▶ _Problem details_
Could you transcribe every record below exactly as it stands?

▶ _Records shown_
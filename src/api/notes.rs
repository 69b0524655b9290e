//! Note and activity-log endpoints. These never touch YouTube or the token
//! manager: validate, hit the store, respond.

use std::sync::Arc;

use axum::extract::{Query, State};
use axum::Json;
use serde::Deserialize;
use serde_json::json;

use crate::activity;
use crate::errors::{ApiError, ApiJson};
use crate::store::{LogEntry, NewNote, Note};
use crate::AppState;

#[derive(Deserialize)]
#[serde(rename_all = "camelCase")]
pub struct CreateNoteRequest {
    pub video_id: Option<String>,
    #[serde(default)]
    pub text: String,
    #[serde(default)]
    pub tags: Vec<String>,
}

#[derive(Deserialize)]
pub struct NoteListParams {
    pub q: Option<String>,
}

/// POST /api/notes
pub async fn create_note(
    State(state): State<Arc<AppState>>,
    ApiJson(payload): ApiJson<CreateNoteRequest>,
) -> Result<Json<Note>, ApiError> {
    if payload.text.trim().is_empty() {
        return Err(ApiError::InvalidInput("text must not be empty".into()));
    }

    let note = state
        .store
        .insert_note(NewNote {
            video_id: payload.video_id,
            text: payload.text,
            tags: payload.tags,
        })
        .await?;

    activity::record(
        state.store.clone(),
        "CREATE_NOTE",
        json!({ "noteId": note.id, "videoId": note.video_id }),
    );
    Ok(Json(note))
}

/// GET /api/notes?q= — optional case-insensitive substring filter over text.
pub async fn list_notes(
    State(state): State<Arc<AppState>>,
    Query(params): Query<NoteListParams>,
) -> Result<Json<Vec<Note>>, ApiError> {
    let notes = state.store.list_notes(params.q.as_deref()).await?;
    Ok(Json(notes))
}

/// GET /api/logs — activity log, newest first.
pub async fn list_logs(State(state): State<Arc<AppState>>) -> Result<Json<Vec<LogEntry>>, ApiError> {
    let logs = state.store.list_logs().await?;
    Ok(Json(logs))
}
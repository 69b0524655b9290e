//! Browser-facing OAuth endpoints: /login and /oauth2callback.

use std::sync::Arc;

use axum::extract::{Query, State};
use axum::http::{header, StatusCode};
use axum::response::{IntoResponse, Response};
use serde::Deserialize;

use crate::AppState;

#[derive(Deserialize)]
pub struct CallbackParams {
    pub code: Option<String>,
}

/// Plain 302; axum's `Redirect` helpers emit 303/307/308.
fn found(location: &str) -> Response {
    (StatusCode::FOUND, [(header::LOCATION, location.to_string())]).into_response()
}

/// GET /login — send the browser to the Google consent screen.
pub async fn login(State(state): State<Arc<AppState>>) -> Response {
    found(&state.oauth.consent_url())
}

/// GET /oauth2callback — exchange the authorization code and install the
/// tokens in memory, then bounce back to the dashboard.
pub async fn oauth2_callback(
    State(state): State<Arc<AppState>>,
    Query(params): Query<CallbackParams>,
) -> Response {
    let Some(code) = params.code.filter(|c| !c.is_empty()) else {
        return (StatusCode::BAD_REQUEST, "missing authorization code").into_response();
    };

    match state.oauth.exchange_code(&code).await {
        Ok(tokens) => {
            if tokens.refresh_token.is_some() {
                // Tokens live only in process memory; a restart loses this
                // refresh token unless it is also placed in the environment.
                tracing::warn!(
                    "refresh token installed in memory only — set GOOGLE_REFRESH_TOKEN to survive restarts"
                );
            }
            state.tokens.install(tokens).await;
            found(&state.config.dashboard_url)
        }
        Err(e) => {
            tracing::error!("oauth code exchange failed: {}", e);
            (StatusCode::INTERNAL_SERVER_ERROR, "token exchange failed").into_response()
        }
    }
}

▶ _Reply to the exercise_
filename src/api/notes.rs
repository 69b0524655b9290e
//! Note and activity-log endpoints. These never touch YouTube or the token
//! manager: validate, hit the store, respond.

use std::sync::Arc;

use axum::extract::{Query, State};
use axum::Json;
use serde::Deserialize;
use serde_json::json;

use crate::activity;
use crate::errors::{ApiError, ApiJson};
use crate::store::{LogEntry, NewNote, Note};
use crate::AppState;

#[derive(Deserialize)]
#[serde(rename_all = "camelCase")]
pub struct CreateNoteRequest {
    pub video_id: Option<String>,
    #[serde(default)]
    pub text: String,
    #[serde(default)]
    pub tags: Vec<String>,
}

#[derive(Deserialize)]
pub struct NoteListParams {
    pub q: Option<String>,
}

/// POST /api/notes
pub async fn create_note(
    State(state): State<Arc<AppState>>,
    ApiJson(payload): ApiJson<CreateNoteRequest>,
) -> Result<Json<Note>, ApiError> {
    if payload.text.trim().is_empty() {
        return Err(ApiError::InvalidInput("text must not be empty".into()));
    }

    let note = state
        .store
        .insert_note(NewNote {
            video_id: payload.video_id,
            text: payload.text,
            tags: payload.tags,
        })
        .await?;

    activity::record(
        state.store.clone(),
        "CREATE_NOTE",
        json!({ "noteId": note.id, "videoId": note.video_id }),
    );
    Ok(Json(note))
}

/// GET /api/notes?q= — optional case-insensitive substring filter over text.
pub async fn list_notes(
    State(state): State<Arc<AppState>>,
    Query(params): Query<NoteListParams>,
) -> Result<Json<Vec<Note>>, ApiError> {
    let notes = state.store.list_notes(params.q.as_deref()).await?;
    Ok(Json(notes))
}

/// GET /api/logs — activity log, newest first.
pub async fn list_logs(State(state): State<Arc<AppState>>) -> Result<Json<Vec<LogEntry>>, ApiError> {
    let logs = state.store.list_logs().await?;
    Ok(Json(logs))
}
repository 69b0524655b9290e
//! Browser-facing OAuth endpoints: /login and /oauth2callback.

use std::sync::Arc;

use axum::extract::{Query, State};
use axum::http::{header, StatusCode};
use axum::response::{IntoResponse, Response};
use serde::Deserialize;

use crate::AppState;

#[derive(Deserialize)]
pub struct CallbackParams {
    pub code: Option<String>,
}

/// Plain 302; axum's `Redirect` helpers emit 303/307/308.
fn found(location: &str) -> Response {
    (StatusCode::FOUND, [(header::LOCATION, location.to_string())]).into_response()
}

/// GET /login — send the browser to the Google consent screen.
pub async fn login(State(state): State<Arc<AppState>>) -> Response {
    found(&state.oauth.consent_url())
}

/// GET /oauth2callback — exchange the authorization code and install the
/// tokens in memory, then bounce back to the dashboard.
pub async fn oauth2_callback(
    State(state): State<Arc<AppState>>,
    Query(params): Query<CallbackParams>,
) -> Response {
    let Some(code) = params.code.filter(|c| !c.is_empty()) else {
        return (StatusCode::BAD_REQUEST, "missing authorization code").into_response();
    };

    match state.oauth.exchange_code(&code).await {
        Ok(tokens) => {
            if tokens.refresh_token.is_some() {
                // Tokens live only in process memory; a restart loses this
                // refresh token unless it is also placed in the environment.
                tracing::warn!(
                    "refresh token installed in memory only — set GOOGLE_REFRESH_TOKEN to survive restarts"
                );
            }
            state.tokens.install(tokens).await;
            found(&state.config.dashboard_url)
        }
        Err(e) => {
            tracing::error!("oauth code exchange failed: {}", e);
            (StatusCode::INTERNAL_SERVER_ERROR, "token exchange failed").into_response()
        }
    }
}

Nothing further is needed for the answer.